Directions for this task: Every line below that holds the string "format" should be copied.

Records shown:
┄┄┄┄┄┄┄┄┄┄

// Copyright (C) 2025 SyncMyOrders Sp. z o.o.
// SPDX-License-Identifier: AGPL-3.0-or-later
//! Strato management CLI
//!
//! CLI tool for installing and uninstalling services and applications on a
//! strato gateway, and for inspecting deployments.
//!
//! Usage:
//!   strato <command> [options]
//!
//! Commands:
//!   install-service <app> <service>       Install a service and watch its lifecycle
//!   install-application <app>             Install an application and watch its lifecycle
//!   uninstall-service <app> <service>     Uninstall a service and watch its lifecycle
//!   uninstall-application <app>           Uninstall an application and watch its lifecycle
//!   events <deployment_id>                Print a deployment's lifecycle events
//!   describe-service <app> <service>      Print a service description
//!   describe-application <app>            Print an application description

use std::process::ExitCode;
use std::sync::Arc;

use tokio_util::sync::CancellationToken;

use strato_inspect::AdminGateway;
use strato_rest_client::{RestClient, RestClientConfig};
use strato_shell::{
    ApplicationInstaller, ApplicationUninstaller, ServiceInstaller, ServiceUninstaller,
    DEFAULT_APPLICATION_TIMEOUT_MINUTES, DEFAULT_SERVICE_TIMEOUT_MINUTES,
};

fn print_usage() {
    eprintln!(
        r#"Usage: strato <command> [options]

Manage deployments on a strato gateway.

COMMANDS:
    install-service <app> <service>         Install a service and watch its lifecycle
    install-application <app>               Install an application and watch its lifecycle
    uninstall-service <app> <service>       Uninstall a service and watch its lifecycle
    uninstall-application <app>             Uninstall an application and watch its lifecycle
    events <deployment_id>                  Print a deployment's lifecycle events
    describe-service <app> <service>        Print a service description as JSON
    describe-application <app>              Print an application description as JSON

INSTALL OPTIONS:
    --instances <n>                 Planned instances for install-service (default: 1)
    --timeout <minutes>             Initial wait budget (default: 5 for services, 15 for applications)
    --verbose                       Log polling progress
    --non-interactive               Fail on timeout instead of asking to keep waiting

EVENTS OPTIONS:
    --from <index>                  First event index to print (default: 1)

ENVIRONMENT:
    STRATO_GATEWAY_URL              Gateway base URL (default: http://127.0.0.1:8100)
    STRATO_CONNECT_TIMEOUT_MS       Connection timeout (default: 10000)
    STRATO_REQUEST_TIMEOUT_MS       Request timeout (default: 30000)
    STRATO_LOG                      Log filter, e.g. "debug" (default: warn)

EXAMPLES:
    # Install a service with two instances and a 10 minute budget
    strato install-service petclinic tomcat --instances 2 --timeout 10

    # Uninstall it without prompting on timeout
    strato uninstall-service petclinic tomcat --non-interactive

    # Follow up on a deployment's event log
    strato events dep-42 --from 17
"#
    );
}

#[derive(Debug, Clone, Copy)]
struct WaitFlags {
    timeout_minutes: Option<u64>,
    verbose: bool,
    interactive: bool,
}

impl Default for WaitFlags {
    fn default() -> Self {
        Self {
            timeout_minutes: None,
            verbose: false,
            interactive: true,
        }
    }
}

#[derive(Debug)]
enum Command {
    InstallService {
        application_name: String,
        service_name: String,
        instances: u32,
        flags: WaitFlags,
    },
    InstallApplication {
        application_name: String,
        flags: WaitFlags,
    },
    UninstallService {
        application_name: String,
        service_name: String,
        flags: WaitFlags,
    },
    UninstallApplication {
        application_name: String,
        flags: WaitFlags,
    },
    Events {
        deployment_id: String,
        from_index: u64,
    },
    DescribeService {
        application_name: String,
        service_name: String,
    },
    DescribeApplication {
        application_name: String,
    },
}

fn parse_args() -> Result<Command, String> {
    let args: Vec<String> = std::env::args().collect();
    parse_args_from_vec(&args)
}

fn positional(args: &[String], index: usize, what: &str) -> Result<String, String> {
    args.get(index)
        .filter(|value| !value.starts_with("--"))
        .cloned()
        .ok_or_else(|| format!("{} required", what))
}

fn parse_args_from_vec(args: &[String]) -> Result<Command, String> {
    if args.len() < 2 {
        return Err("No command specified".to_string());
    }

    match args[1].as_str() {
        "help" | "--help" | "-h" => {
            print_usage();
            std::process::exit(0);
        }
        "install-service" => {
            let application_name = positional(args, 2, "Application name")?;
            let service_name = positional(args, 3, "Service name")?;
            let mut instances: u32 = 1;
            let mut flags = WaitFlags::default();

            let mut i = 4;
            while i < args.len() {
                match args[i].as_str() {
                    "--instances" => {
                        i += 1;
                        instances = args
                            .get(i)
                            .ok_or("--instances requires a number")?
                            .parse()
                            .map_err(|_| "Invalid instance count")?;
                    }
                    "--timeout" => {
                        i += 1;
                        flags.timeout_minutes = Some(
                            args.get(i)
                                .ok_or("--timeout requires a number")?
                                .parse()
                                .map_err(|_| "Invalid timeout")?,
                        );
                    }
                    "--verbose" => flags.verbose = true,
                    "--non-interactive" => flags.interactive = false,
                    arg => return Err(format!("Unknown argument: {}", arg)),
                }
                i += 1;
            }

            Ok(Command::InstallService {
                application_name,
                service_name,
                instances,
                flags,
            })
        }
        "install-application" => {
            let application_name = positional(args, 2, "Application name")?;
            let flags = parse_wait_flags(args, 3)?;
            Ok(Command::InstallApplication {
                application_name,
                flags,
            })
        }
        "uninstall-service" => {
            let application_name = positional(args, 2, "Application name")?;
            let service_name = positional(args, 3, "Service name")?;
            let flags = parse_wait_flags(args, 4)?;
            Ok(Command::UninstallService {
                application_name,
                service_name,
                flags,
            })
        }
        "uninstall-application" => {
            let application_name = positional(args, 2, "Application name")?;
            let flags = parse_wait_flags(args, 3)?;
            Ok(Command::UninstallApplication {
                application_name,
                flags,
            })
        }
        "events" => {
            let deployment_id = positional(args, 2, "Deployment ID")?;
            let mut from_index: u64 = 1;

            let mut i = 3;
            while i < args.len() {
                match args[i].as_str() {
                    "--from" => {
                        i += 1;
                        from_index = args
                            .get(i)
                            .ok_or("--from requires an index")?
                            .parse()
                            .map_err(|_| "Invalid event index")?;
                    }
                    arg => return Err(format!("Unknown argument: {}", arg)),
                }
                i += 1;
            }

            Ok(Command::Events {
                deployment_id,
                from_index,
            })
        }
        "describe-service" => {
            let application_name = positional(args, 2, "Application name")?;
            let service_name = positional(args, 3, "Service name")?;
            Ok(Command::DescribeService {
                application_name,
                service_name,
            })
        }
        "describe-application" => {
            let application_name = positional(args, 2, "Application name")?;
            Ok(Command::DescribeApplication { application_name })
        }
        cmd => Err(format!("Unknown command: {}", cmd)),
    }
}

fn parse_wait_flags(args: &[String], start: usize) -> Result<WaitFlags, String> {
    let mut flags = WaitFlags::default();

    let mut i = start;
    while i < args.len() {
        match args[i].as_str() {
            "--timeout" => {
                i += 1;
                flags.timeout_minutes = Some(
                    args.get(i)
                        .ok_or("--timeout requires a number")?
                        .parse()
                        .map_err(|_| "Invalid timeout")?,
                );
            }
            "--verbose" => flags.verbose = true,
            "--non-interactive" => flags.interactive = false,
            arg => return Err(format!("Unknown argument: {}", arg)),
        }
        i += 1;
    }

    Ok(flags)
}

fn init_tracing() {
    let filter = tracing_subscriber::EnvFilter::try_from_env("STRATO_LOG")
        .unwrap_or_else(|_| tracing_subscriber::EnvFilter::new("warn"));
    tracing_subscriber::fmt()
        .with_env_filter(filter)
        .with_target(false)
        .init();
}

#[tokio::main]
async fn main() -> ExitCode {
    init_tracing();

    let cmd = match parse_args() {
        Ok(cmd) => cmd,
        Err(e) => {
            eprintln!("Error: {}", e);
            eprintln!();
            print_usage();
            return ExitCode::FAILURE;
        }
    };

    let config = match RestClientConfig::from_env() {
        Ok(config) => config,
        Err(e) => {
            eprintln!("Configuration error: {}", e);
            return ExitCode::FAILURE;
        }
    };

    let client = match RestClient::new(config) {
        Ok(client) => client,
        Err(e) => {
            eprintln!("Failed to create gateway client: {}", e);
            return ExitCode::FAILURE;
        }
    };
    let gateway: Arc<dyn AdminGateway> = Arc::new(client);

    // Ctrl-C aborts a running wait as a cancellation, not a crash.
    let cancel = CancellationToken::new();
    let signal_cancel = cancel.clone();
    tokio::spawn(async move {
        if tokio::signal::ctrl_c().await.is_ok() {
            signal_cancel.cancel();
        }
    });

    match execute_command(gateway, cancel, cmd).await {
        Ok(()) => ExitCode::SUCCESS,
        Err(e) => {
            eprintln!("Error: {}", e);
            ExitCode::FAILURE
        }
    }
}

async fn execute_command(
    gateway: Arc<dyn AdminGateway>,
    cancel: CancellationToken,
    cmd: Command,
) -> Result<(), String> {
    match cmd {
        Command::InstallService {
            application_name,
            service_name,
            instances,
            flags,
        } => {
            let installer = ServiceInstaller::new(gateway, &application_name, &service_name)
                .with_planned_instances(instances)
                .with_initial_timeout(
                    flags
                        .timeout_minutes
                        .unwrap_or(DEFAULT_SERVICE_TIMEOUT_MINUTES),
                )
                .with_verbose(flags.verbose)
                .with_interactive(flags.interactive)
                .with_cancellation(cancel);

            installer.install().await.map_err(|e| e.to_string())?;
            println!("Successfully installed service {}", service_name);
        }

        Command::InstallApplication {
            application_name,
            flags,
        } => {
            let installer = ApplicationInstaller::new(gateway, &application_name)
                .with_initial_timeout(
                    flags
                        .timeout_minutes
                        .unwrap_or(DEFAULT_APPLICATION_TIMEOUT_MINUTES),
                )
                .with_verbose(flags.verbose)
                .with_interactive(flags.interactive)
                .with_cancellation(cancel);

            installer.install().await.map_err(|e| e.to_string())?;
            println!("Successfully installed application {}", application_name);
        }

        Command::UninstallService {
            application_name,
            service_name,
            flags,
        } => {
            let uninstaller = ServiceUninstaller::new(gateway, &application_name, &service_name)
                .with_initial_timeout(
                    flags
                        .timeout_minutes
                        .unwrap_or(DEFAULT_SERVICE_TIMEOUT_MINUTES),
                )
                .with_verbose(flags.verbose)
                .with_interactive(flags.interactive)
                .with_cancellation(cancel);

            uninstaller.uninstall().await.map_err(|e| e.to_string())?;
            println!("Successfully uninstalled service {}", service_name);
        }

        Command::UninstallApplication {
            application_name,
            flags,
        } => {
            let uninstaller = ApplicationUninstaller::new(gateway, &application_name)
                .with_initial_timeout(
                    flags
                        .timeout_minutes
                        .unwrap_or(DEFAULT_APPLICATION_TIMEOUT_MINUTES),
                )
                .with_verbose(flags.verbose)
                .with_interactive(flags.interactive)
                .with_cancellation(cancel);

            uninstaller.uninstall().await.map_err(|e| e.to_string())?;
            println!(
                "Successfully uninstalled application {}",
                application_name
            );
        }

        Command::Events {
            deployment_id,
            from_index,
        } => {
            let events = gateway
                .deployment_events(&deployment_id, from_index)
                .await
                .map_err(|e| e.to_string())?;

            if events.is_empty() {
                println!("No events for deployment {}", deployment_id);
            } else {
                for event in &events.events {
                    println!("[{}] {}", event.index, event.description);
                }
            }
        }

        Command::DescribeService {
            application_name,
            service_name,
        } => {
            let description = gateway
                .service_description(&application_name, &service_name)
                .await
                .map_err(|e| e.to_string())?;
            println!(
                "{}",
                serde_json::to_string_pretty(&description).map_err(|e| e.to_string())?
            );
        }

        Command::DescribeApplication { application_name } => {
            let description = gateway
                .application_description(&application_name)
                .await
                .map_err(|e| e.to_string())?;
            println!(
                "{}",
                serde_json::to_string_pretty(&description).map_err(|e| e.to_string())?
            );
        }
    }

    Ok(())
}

┄┄┄┄┄┄┄┄┄┄

Task response:
        .ok_or_else(|| format!("{} required", what))
                    arg => return Err(format!("Unknown argument: {}", arg)),
                    arg => return Err(format!("Unknown argument: {}", arg)),
        cmd => Err(format!("Unknown command: {}", cmd)),
            arg => return Err(format!("Unknown argument: {}", arg)),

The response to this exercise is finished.